Each polygon in the Spatial data file has a unique ID, but these ID's are not the zip codes. The polygon ID's are stored as row names in map#data. The zip codes are stored in map#data, in column ZCTA5CE10. So first we must create a data frame that associates the map#data row names (id) with map#data$ZCTA5CE10 (ZIP). Then we merge your Sample.csv with the result using the ZIP field in both data frames. Then we merge the result of that into map.df. This can be done in 3 lines of code.
Drawing the map involves telling ggplot what dataset to use (map.df), which columns to use for x and y (long and lat) and how to group the data by polygon (group=group). The columns long, lat, and group in map.df are all created by the call to fortify(...). The call to geom_polygon(...) tells ggplot to draw polygons and fill using the information in map.df$Probability_1. The call to geom_path(...) tells ggplot to create a layer with state boundaries. The call to scale_fill_gradientn(...) tells ggplot to use a color scheme based on the color brewer "Reds" palette. Finally, the call to coord_equal(...) tells ggplot to use the same scale for x and y so the map is not distorted.

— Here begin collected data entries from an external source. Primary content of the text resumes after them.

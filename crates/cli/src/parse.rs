//! ArgMatches → Command conversion.
//!
//! Translates clap's parsed arguments into the appropriate action:
//! - Blog commands → `CliAction::Execute(Command)`
//! - `init` → `CliAction::Init`
//! - REPL meta-commands are recognised before clap via [`check_meta_command`]

use std::path::Path;

use branchblog_executor::{Blob, Command, PostId, PostUpdate, TagSet, Upload};
use clap::ArgMatches;

/// The result of parsing user input.
#[derive(Debug)]
pub enum CliAction {
    /// A command to run through the executor.
    Execute(Command),
    /// Write a default config file.
    Init,
}

/// REPL-only meta-commands.
#[derive(Debug, PartialEq, Eq)]
pub enum MetaCommand {
    Quit,
    Clear,
    Help { command: Option<String> },
}

/// Recognise a meta-command line.
pub fn check_meta_command(line: &str) -> Option<MetaCommand> {
    let mut parts = line.trim().splitn(2, char::is_whitespace);
    match parts.next()? {
        "quit" | "exit" => Some(MetaCommand::Quit),
        "clear" => Some(MetaCommand::Clear),
        "help" => Some(MetaCommand::Help {
            command: parts.next().map(|s| s.trim().to_string()),
        }),
        _ => None,
    }
}

/// Convert clap ArgMatches into a CliAction.
pub fn matches_to_action(matches: &ArgMatches) -> Result<CliAction, String> {
    let (sub_name, sub) = matches
        .subcommand()
        .ok_or_else(|| "No command provided".to_string())?;

    let cmd = match sub_name {
        "init" => return Ok(CliAction::Init),
        "create" => Command::CreatePost {
            title: required(sub, "title")?,
            content: required(sub, "content")?,
            tags: sub
                .get_one::<String>("tags")
                .map(|s| Vec::from(TagSet::parse_list(s)))
                .unwrap_or_default(),
            media: parse_upload(sub)?,
        },
        "fork" => Command::ForkPost {
            source: parse_id(sub, "source")?,
            title: sub.get_one::<String>("title").cloned(),
            content: sub.get_one::<String>("content").cloned(),
            media: parse_upload(sub)?,
        },
        "like" => Command::LikePost {
            id: parse_id(sub, "id")?,
        },
        "update" => Command::UpdatePost {
            id: parse_id(sub, "id")?,
            update: PostUpdate {
                title: sub.get_one::<String>("title").cloned(),
                content: sub.get_one::<String>("content").cloned(),
                tags: sub.get_one::<String>("tags").map(|s| TagSet::parse_list(s)),
            },
        },
        "delete" => Command::DeletePost {
            id: parse_id(sub, "id")?,
        },
        "get" => Command::GetPost {
            id: parse_id(sub, "id")?,
        },
        "list" => Command::ListPosts {
            newest_first: sub.get_flag("newest"),
        },
        "search" => Command::Search {
            query: sub.get_one::<String>("query").cloned(),
            tag: sub.get_one::<String>("tag").cloned(),
        },
        "tree" => Command::Tree {
            root: parse_id(sub, "root")?,
        },
        "ancestors" => Command::Ancestors {
            id: parse_id(sub, "id")?,
        },
        "stats" => Command::Stats,
        "ping" => Command::Ping,
        "exec" => {
            let json = required(sub, "command")?;
            serde_json::from_str(&json).map_err(|e| format!("Invalid command JSON: {}", e))?
        }
        other => return Err(format!("Unknown command: {}", other)),
    };
    Ok(CliAction::Execute(cmd))
}

fn required(m: &ArgMatches, name: &str) -> Result<String, String> {
    m.get_one::<String>(name)
        .cloned()
        .ok_or_else(|| format!("Missing argument: {}", name))
}

fn parse_id(m: &ArgMatches, name: &str) -> Result<PostId, String> {
    let raw = required(m, name)?;
    raw.trim()
        .parse::<u64>()
        .map(PostId::new)
        .map_err(|_| format!("Invalid post id: {}", raw))
}

fn parse_upload(m: &ArgMatches) -> Result<Option<Upload>, String> {
    let images = m
        .get_many::<String>("image")
        .map(|paths| paths.map(|p| read_blob(p)).collect::<Result<Vec<_>, _>>())
        .transpose()?
        .unwrap_or_default();
    let audio = m.get_one::<String>("audio").map(|p| read_blob(p)).transpose()?;
    let video = m.get_one::<String>("video").map(|p| read_blob(p)).transpose()?;

    if images.is_empty() && audio.is_none() && video.is_none() {
        return Ok(None);
    }
    Ok(Some(Upload {
        images,
        audio,
        video,
    }))
}

fn read_blob(path: &str) -> Result<Blob, String> {
    let data = std::fs::read(path).map_err(|e| format!("Failed to read {}: {}", path, e))?;
    let name = Path::new(path)
        .file_name()
        .map(|n| n.to_string_lossy().into_owned())
        .unwrap_or_else(|| path.to_string());
    Ok(Blob::new(name, data))
}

NB: The state boundary layer, uses the US States TIGER file.
I would advise the following.
Use readOGR from the rgdal package rather than readShapeSpatial.
Consider using ggplot2 for good-looking maps - many of the examples use this.
Refer to one of the existing examples of creating a choropleth such as this one to get an overview.
Start with a simple choropleth and gradually add your own data; don't try and get it all right at once.
If you need more help, create a reproducible example with a SMALL fake dataset and with links to the shapefiles in question. The idea is that you make it easy to help us help you rather than discourage us by not supplying code and data in your question.